(Exercise inputs):
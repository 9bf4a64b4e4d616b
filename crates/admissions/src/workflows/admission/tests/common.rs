use std::sync::atomic::{AtomicUsize, Ordering};
use std::sync::{Arc, Mutex};

use axum::body::Body;
use axum::http::{header, Method, Request};
use axum::response::Response;
use serde_json::Value;

use crate::config::AdmissionsConfig;
use crate::workflows::admission::domain::{
    AcademicYear, Actor, Application, ApplicationId, ApplicationStatus, ApplicationSubmission,
    Gender, LeadSource, ParentAccountId, ParentType, ReferenceNumber, Standard, Student,
    StudentId, TrackingToken,
};
use crate::workflows::admission::memory::{
    InMemoryAdmissionStore, InMemoryParentAccounts, OutboxNotifier,
};
use crate::workflows::admission::numbering::SequenceScope;
use crate::workflows::admission::repository::{
    ApplicationRecord, ApplicationRepository, CredentialError, CredentialIssuer, Notification,
    NotificationError, NotificationSender, ParentAccountRequest, ProvisionedAccount,
    RepositoryError, StudentRegistry,
};
use crate::workflows::admission::service::{AdmissionPorts, AdmissionService, StatusUpdate};

pub(super) const PARENT_EMAIL: &str = "meena.r@example.com";

pub(super) fn config() -> AdmissionsConfig {
    AdmissionsConfig {
        academic_year: Some(AcademicYear::new(2025)),
        password_hash_cost: 4,
        ..AdmissionsConfig::default()
    }
}

pub(super) fn submission() -> ApplicationSubmission {
    ApplicationSubmission {
        branch: None,
        student_name: "Aarav R".to_string(),
        gender: Gender::Male,
        date_of_birth: "2021-01-01".to_string(),
        applying_for_class: Standard::PreKg,
        source: LeadSource::SocialMedia,
        parent_type: ParentType::Mother,
        parent_name: "Meena R".to_string(),
        mobile: "9876543210".to_string(),
        email: PARENT_EMAIL.to_string(),
        remarks: None,
        documents_link: None,
        payment_receipt_link: None,
    }
}

pub(super) fn sibling_submission() -> ApplicationSubmission {
    ApplicationSubmission {
        student_name: "Diya R".to_string(),
        gender: Gender::Female,
        date_of_birth: "2020-08-14".to_string(),
        source: LeadSource::SiblingReference,
        ..submission()
    }
}

pub(super) fn staff() -> Actor {
    Actor::staff("Priya")
}

/// Service wired to the in-memory adapters, with handles for inspection.
pub(super) struct Harness {
    pub service: Arc<AdmissionService>,
    pub store: Arc<InMemoryAdmissionStore>,
    pub accounts: Arc<InMemoryParentAccounts>,
    pub outbox: Arc<OutboxNotifier>,
}

impl Harness {
    pub fn new() -> Self {
        Self::with(|_, ports| ports)
    }

    /// Build with some ports swapped for test doubles.
    pub fn with(
        customize: impl FnOnce(&Arc<InMemoryAdmissionStore>, AdmissionPorts) -> AdmissionPorts,
    ) -> Self {
        let store = Arc::new(InMemoryAdmissionStore::default());
        let accounts = Arc::new(InMemoryParentAccounts::new(4));
        let outbox = Arc::new(OutboxNotifier::default());
        let ports = customize(
            &store,
            AdmissionPorts {
                applications: store.clone(),
                students: store.clone(),
                credentials: accounts.clone(),
                notifications: outbox.clone(),
            },
        );
        Self {
            service: Arc::new(AdmissionService::new(ports, &config())),
            store,
            accounts,
            outbox,
        }
    }

    pub fn submit(&self) -> Application {
        self.service.submit(submission()).expect("submission succeeds")
    }

    pub fn status_of(&self, id: &ApplicationId) -> ApplicationStatus {
        self.service.get(id).expect("application exists").application.status
    }

    pub fn move_to(&self, id: &ApplicationId, status: ApplicationStatus) {
        let remarks = (status == ApplicationStatus::OnHold).then(|| "awaiting TC".to_string());
        self.service
            .update_status(
                id,
                StatusUpdate {
                    status,
                    remarks,
                    admission: None,
                },
                staff(),
            )
            .expect("transition succeeds");
    }

    /// Submit and walk the application to `documents_verified`.
    pub fn verified_application(&self) -> Application {
        let application = self.submit();
        self.move_to(&application.id, ApplicationStatus::DocumentsPending);
        self.move_to(&application.id, ApplicationStatus::DocumentsVerified);
        self.service
            .get(&application.id)
            .expect("application exists")
            .application
    }
}

/// Student registry whose inserts always fail; everything else hits the real store.
pub(super) struct FailingStudents {
    pub inner: Arc<InMemoryAdmissionStore>,
}

impl StudentRegistry for FailingStudents {
    fn next_sequence(&self, scope: &SequenceScope) -> Result<u32, RepositoryError> {
        self.inner.next_sequence(scope)
    }

    fn insert(&self, _student: Student) -> Result<Student, RepositoryError> {
        Err(RepositoryError::Unavailable("student registry offline".into()))
    }

    fn remove(&self, id: &StudentId) -> Result<(), RepositoryError> {
        self.inner.remove(id)
    }

    fn find_by_application(&self, id: &ApplicationId) -> Result<Option<Student>, RepositoryError> {
        self.inner.find_by_application(id)
    }
}

/// Registry that lets another staff member reject the application while the
/// student row is being written.
pub(super) struct RacingStudents {
    pub inner: Arc<InMemoryAdmissionStore>,
}

impl StudentRegistry for RacingStudents {
    fn next_sequence(&self, scope: &SequenceScope) -> Result<u32, RepositoryError> {
        self.inner.next_sequence(scope)
    }

    fn insert(&self, student: Student) -> Result<Student, RepositoryError> {
        let mut record = ApplicationRepository::fetch(&*self.inner, &student.application_id)?
            .ok_or(RepositoryError::NotFound)?;
        record.application.status = ApplicationStatus::Rejected;
        ApplicationRepository::update(&*self.inner, record)?;
        StudentRegistry::insert(&*self.inner, student)
    }

    fn remove(&self, id: &StudentId) -> Result<(), RepositoryError> {
        self.inner.remove(id)
    }

    fn find_by_application(&self, id: &ApplicationId) -> Result<Option<Student>, RepositoryError> {
        self.inner.find_by_application(id)
    }
}

pub(super) struct FailingCredentials;

impl CredentialIssuer for FailingCredentials {
    fn provision(
        &self,
        _request: &ParentAccountRequest,
    ) -> Result<ProvisionedAccount, CredentialError> {
        Err(CredentialError::Unavailable("auth provider timed out".into()))
    }

    fn revoke(&self, _account: &ParentAccountId) -> Result<(), CredentialError> {
        Ok(())
    }
}

pub(super) struct FailingNotifier;

impl NotificationSender for FailingNotifier {
    fn send(&self, _notification: Notification) -> Result<(), NotificationError> {
        Err(NotificationError::Transport("smtp relay refused".into()))
    }
}

/// Reports a reference collision for the first `collisions` inserts.
pub(super) struct CollidingApplications {
    pub inner: Arc<InMemoryAdmissionStore>,
    pub collisions: usize,
    pub attempts: AtomicUsize,
}

impl ApplicationRepository for CollidingApplications {
    fn insert(&self, record: ApplicationRecord) -> Result<ApplicationRecord, RepositoryError> {
        let attempt = self.attempts.fetch_add(1, Ordering::SeqCst);
        if attempt < self.collisions {
            return Err(RepositoryError::Conflict);
        }
        ApplicationRepository::insert(&*self.inner, record)
    }

    fn update(&self, record: ApplicationRecord) -> Result<ApplicationRecord, RepositoryError> {
        ApplicationRepository::update(&*self.inner, record)
    }

    fn fetch(&self, id: &ApplicationId) -> Result<Option<ApplicationRecord>, RepositoryError> {
        ApplicationRepository::fetch(&*self.inner, id)
    }

    fn find_by_reference(
        &self,
        reference: &ReferenceNumber,
    ) -> Result<Option<ApplicationRecord>, RepositoryError> {
        self.inner.find_by_reference(reference)
    }

    fn find_by_token(
        &self,
        token: &TrackingToken,
    ) -> Result<Option<ApplicationRecord>, RepositoryError> {
        self.inner.find_by_token(token)
    }

    fn list(&self) -> Result<Vec<ApplicationRecord>, RepositoryError> {
        self.inner.list()
    }
}

/// Serves a frozen copy of one application to every fetch once `freeze` is
/// called, like a reader that loaded the row before another writer committed.
pub(super) struct StaleReads {
    pub inner: Arc<InMemoryAdmissionStore>,
    pub frozen: Mutex<Option<ApplicationRecord>>,
}

impl StaleReads {
    pub fn new(inner: &Arc<InMemoryAdmissionStore>) -> Self {
        Self {
            inner: inner.clone(),
            frozen: Mutex::new(None),
        }
    }

    pub fn freeze(&self, id: &ApplicationId) {
        let record = ApplicationRepository::fetch(&*self.inner, id).expect("fetch");
        *self.frozen.lock().expect("frozen lock") = record;
    }
}

impl ApplicationRepository for StaleReads {
    fn insert(&self, record: ApplicationRecord) -> Result<ApplicationRecord, RepositoryError> {
        ApplicationRepository::insert(&*self.inner, record)
    }

    fn update(&self, record: ApplicationRecord) -> Result<ApplicationRecord, RepositoryError> {
        ApplicationRepository::update(&*self.inner, record)
    }

    fn fetch(&self, id: &ApplicationId) -> Result<Option<ApplicationRecord>, RepositoryError> {
        let frozen = self.frozen.lock().expect("frozen lock").clone();
        match frozen {
            Some(record) if &record.application.id == id => Ok(Some(record)),
            _ => ApplicationRepository::fetch(&*self.inner, id),
        }
    }

    fn find_by_reference(
        &self,
        reference: &ReferenceNumber,
    ) -> Result<Option<ApplicationRecord>, RepositoryError> {
        self.inner.find_by_reference(reference)
    }

    fn find_by_token(
        &self,
        token: &TrackingToken,
    ) -> Result<Option<ApplicationRecord>, RepositoryError> {
        self.inner.find_by_token(token)
    }

    fn list(&self) -> Result<Vec<ApplicationRecord>, RepositoryError> {
        self.inner.list()
    }
}

pub(super) struct UnavailableApplications;

impl ApplicationRepository for UnavailableApplications {
    fn insert(&self, _record: ApplicationRecord) -> Result<ApplicationRecord, RepositoryError> {
        Err(RepositoryError::Unavailable("database offline".into()))
    }

    fn update(&self, _record: ApplicationRecord) -> Result<ApplicationRecord, RepositoryError> {
        Err(RepositoryError::Unavailable("database offline".into()))
    }

    fn fetch(&self, _id: &ApplicationId) -> Result<Option<ApplicationRecord>, RepositoryError> {
        Err(RepositoryError::Unavailable("database offline".into()))
    }

    fn find_by_reference(
        &self,
        _reference: &ReferenceNumber,
    ) -> Result<Option<ApplicationRecord>, RepositoryError> {
        Err(RepositoryError::Unavailable("database offline".into()))
    }

    fn find_by_token(
        &self,
        _token: &TrackingToken,
    ) -> Result<Option<ApplicationRecord>, RepositoryError> {
        Err(RepositoryError::Unavailable("database offline".into()))
    }

    fn list(&self) -> Result<Vec<ApplicationRecord>, RepositoryError> {
        Err(RepositoryError::Unavailable("database offline".into()))
    }
}

pub(super) fn json_request(method: Method, uri: &str, body: &Value) -> Request<Body> {
    Request::builder()
        .method(method)
        .uri(uri)
        .header(header::CONTENT_TYPE, "application/json")
        .body(Body::from(serde_json::to_vec(body).expect("serialize body")))
        .expect("request builds")
}

pub(super) fn get_request(uri: &str) -> Request<Body> {
    Request::builder()
        .method(Method::GET)
        .uri(uri)
        .body(Body::empty())
        .expect("request builds")
}

pub(super) async fn read_json_body(response: Response) -> Value {
    let body = axum::body::to_bytes(response.into_body(), 64 * 1024)
        .await
        .expect("read body");
    serde_json::from_slice(&body).expect("json payload")
}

(Task prompt): Look through the listing above and copy each line where the string "NotificationError" occurs.

(Solution for this task):
    NotificationError, NotificationSender, ParentAccountRequest, ProvisionedAccount,
    fn send(&self, _notification: Notification) -> Result<(), NotificationError> {
        Err(NotificationError::Transport("smtp relay refused".into()))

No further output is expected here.